Out of this experience, Bartosik began making a dance to remedy the dysfunction between these different groups of people. She wanted to create an experience that would build community and give audiences something to believe in, without having to tie that belief to religion. In fact, Bartosik made it clear that this piece is not intended to be about religion at all—unless that’s an audience member’s personal interpretation of the work.  

“I started thinking about faith in life, faith in another person, having faith in oneself, having faith that you’re going to work out no matter what, and really looking at what it means to believe in something outside of oneself, not necessarily a god,” said Bartosik. “I felt like we had arrived at a place where we deeply needed to connect with each other regardless of our ideologies.”

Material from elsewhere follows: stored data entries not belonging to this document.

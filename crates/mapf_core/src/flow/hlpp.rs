//! Highest-label push-relabel with the gap heuristic and periodic global
//! relabeling, O(V²·sqrt(E)).
//!
//! The loop runs until no vertex other than the terminals holds excess, so
//! the finished arc flows decompose into source-to-sink paths and can be
//! traced directly; stopping at the preflow value would leave stranded
//! excess in the residual graph.

use std::collections::VecDeque;

use super::graph::FlowGraph;
use super::FlowSolver;

#[derive(Debug, Clone, Copy, Default)]
pub struct Hlpp;

struct State {
    height: Vec<usize>,
    excess: Vec<i64>,
    cursor: Vec<usize>,
    /// Active nodes by height; entries may be stale and are re-checked on pop.
    buckets: Vec<Vec<u32>>,
    /// Nodes per height, for the gap heuristic.
    count: Vec<usize>,
    highest: usize,
    relabels: usize,
}

impl FlowSolver for Hlpp {
    fn max_flow(&self, graph: &mut FlowGraph, source: u32, sink: u32) -> i64 {
        if source == sink {
            return 0;
        }
        let nodes = graph.node_count();
        let limit = 2 * nodes;
        let mut state = State {
            height: vec![0; nodes],
            excess: vec![0; nodes],
            cursor: vec![0; nodes],
            buckets: vec![Vec::new(); limit + 2],
            count: vec![0; limit + 2],
            highest: 0,
            relabels: 0,
        };

        global_relabel(graph, source, sink, &mut state);

        // Saturate every arc out of the source.
        let source_arcs: Vec<u32> = graph.adj[source as usize].clone();
        for id in source_arcs {
            let cap = graph.residual(id);
            if cap > 0 {
                let to = graph.arc_target(id);
                graph.push(id, cap);
                state.excess[source as usize] -= cap;
                state.excess[to as usize] += cap;
            }
        }
        for node in 0..nodes as u32 {
            if node != source && node != sink && state.excess[node as usize] > 0 {
                state.activate(node);
            }
        }

        loop {
            while state.highest > 0 && state.buckets[state.highest].is_empty() {
                state.highest -= 1;
            }
            let Some(node) = state.buckets[state.highest].pop() else {
                break;
            };
            // Stale entry: the node drained or was re-bucketed at another height.
            if state.excess[node as usize] == 0 || state.height[node as usize] != state.highest {
                continue;
            }
            discharge(graph, source, sink, node, limit, &mut state);
            if state.relabels >= nodes {
                state.relabels = 0;
                global_relabel(graph, source, sink, &mut state);
            }
        }

        state.excess[sink as usize]
    }
}

impl State {
    fn activate(&mut self, node: u32) {
        let h = self.height[node as usize];
        self.buckets[h].push(node);
        self.highest = self.highest.max(h);
    }
}

fn discharge(
    graph: &mut FlowGraph,
    source: u32,
    sink: u32,
    node: u32,
    limit: usize,
    state: &mut State,
) {
    let v = node as usize;
    while state.excess[v] > 0 {
        if state.cursor[v] == graph.adj[v].len() {
            relabel(graph, source, node, limit, state);
            continue;
        }
        let id = graph.adj[v][state.cursor[v]];
        let to = graph.arc_target(id) as usize;
        if graph.residual(id) > 0 && state.height[v] == state.height[to] + 1 {
            let amount = state.excess[v].min(graph.residual(id));
            graph.push(id, amount);
            state.excess[v] -= amount;
            let was_idle = state.excess[to] == 0;
            state.excess[to] += amount;
            if was_idle && to != source as usize && to != sink as usize {
                state.activate(to as u32);
            }
        } else {
            state.cursor[v] += 1;
        }
    }
}

fn relabel(graph: &FlowGraph, source: u32, node: u32, limit: usize, state: &mut State) {
    let v = node as usize;
    let nodes = graph.node_count();
    let mut lifted = usize::MAX;
    for &id in &graph.adj[v] {
        if graph.residual(id) > 0 {
            lifted = lifted.min(state.height[graph.arc_target(id) as usize] + 1);
        }
    }
    debug_assert!(lifted <= limit, "excess node must keep a residual arc");
    let old = state.height[v];
    state.count[old] -= 1;
    state.height[v] = lifted;
    state.count[lifted] += 1;
    state.cursor[v] = 0;
    state.relabels += 1;

    // Gap: a height below `nodes` just emptied, so everything stranded above
    // it can never reach the sink again and goes straight to the return band.
    if state.count[old] == 0 && old < nodes {
        for u in 0..nodes {
            if u == source as usize || u == v {
                continue;
            }
            let h = state.height[u];
            if h > old && h < nodes {
                state.count[h] -= 1;
                state.height[u] = nodes + 1;
                state.count[nodes + 1] += 1;
                state.cursor[u] = 0;
                if state.excess[u] > 0 {
                    state.activate(u as u32);
                }
            }
        }
    }
}

/// Exact heights: distance to the sink through residual arcs, or, for nodes
/// that can no longer reach it, `n` plus the distance to the source.
/// Rebuilds the buckets from scratch.
fn global_relabel(graph: &FlowGraph, source: u32, sink: u32, state: &mut State) {
    let nodes = graph.node_count();
    let unseen = 2 * nodes + 1;
    state.height.iter_mut().for_each(|h| *h = unseen);
    state.cursor.iter_mut().for_each(|c| *c = 0);

    let mut queue = VecDeque::new();
    state.height[sink as usize] = 0;
    queue.push_back(sink);
    state.height[source as usize] = nodes;
    while let Some(v) = queue.pop_front() {
        for &id in &graph.adj[v as usize] {
            let w = graph.arc_target(id) as usize;
            // The paired arc runs w -> v; w feeds v when it has residual.
            if state.height[w] == unseen && graph.residual(id ^ 1) > 0 {
                state.height[w] = state.height[v as usize] + 1;
                queue.push_back(w as u32);
            }
        }
    }
    queue.push_back(source);
    while let Some(v) = queue.pop_front() {
        for &id in &graph.adj[v as usize] {
            let w = graph.arc_target(id) as usize;
            if state.height[w] == unseen && graph.residual(id ^ 1) > 0 {
                state.height[w] = state.height[v as usize] + 1;
                queue.push_back(w as u32);
            }
        }
    }

    state.count.iter_mut().for_each(|c| *c = 0);
    for &h in &state.height {
        state.count[h.min(2 * nodes + 1)] += 1;
    }
    for bucket in &mut state.buckets {
        bucket.clear();
    }
    state.highest = 0;
    for node in 0..nodes as u32 {
        if node != source && node != sink && state.excess[node as usize] > 0 {
            state.activate(node);
        }
    }
}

This deep connection manifests itself in Bartosik’s choreography through its physicality, which she describes as “exhausting, so emotional, so rigorous.” Identifying more as an ideas-based choreographer or director, the movement for the piece developed from a few short phrases that she taught the dancers then had them practice over and over so that she could see where their bodies wanted to take the dancing. For a while, they practiced the piece wearing headphones to help preserve the individuality of each dancer’s role and help preserve the rawness of the intrinsic, pulsating movement that became a significant part of “I Hunger for You.”

“Once I got into the deep physical practice of making the work, there were a lot of ideas that were coming out of our bodies that were like a deep pulse, and that’s where I started thinking about things like ‘life force,’ and things that pulse through us, and things that make us desire to live and desire to communicate and desire to connect.” 

The entire audience experience in “I Hunger for You” reflects this experimentation with vulnerability, ferocity and faith. With simple lighting that keeps the seating as visible as the stage--keeping the audience equally as visible as the performers—Bartosik actively tries to expose both audience and dancer, heightening the vulnerability of both those performing and witnessing the choreography. Speakers are positioned right behind the audience, blasting lots of bass, so that the audience can feel the pulse of the music in their bodies and feel physically engaged in the performance. 

Bartosik notes that despite the openness of the performance space, “I Hunger for You” is not confrontational. Dancers stay within their own world on stage, committed to the dancing. The audience is empowered to sit, observe and internalize movement that is so rigorous it stirs “uncontrollable feeling” in people. Bartosik mentioned that she often wonders if anyone will feel moved to get up and join the dancers during the performance, but so far, no one has. She attributes this to the reflective way in which the audience members choose to process such a unique emotional experience.

“I feel like people who have witnessed and experienced this work have a deeply personal connection to themselves and their lives while they are in a communal space with other people witnessing this piece,” Bartosik said. “‘I Hunger for You,’ I think, connects to that. It’s really about something personal and beyond yourself too. And it’s really beautiful.”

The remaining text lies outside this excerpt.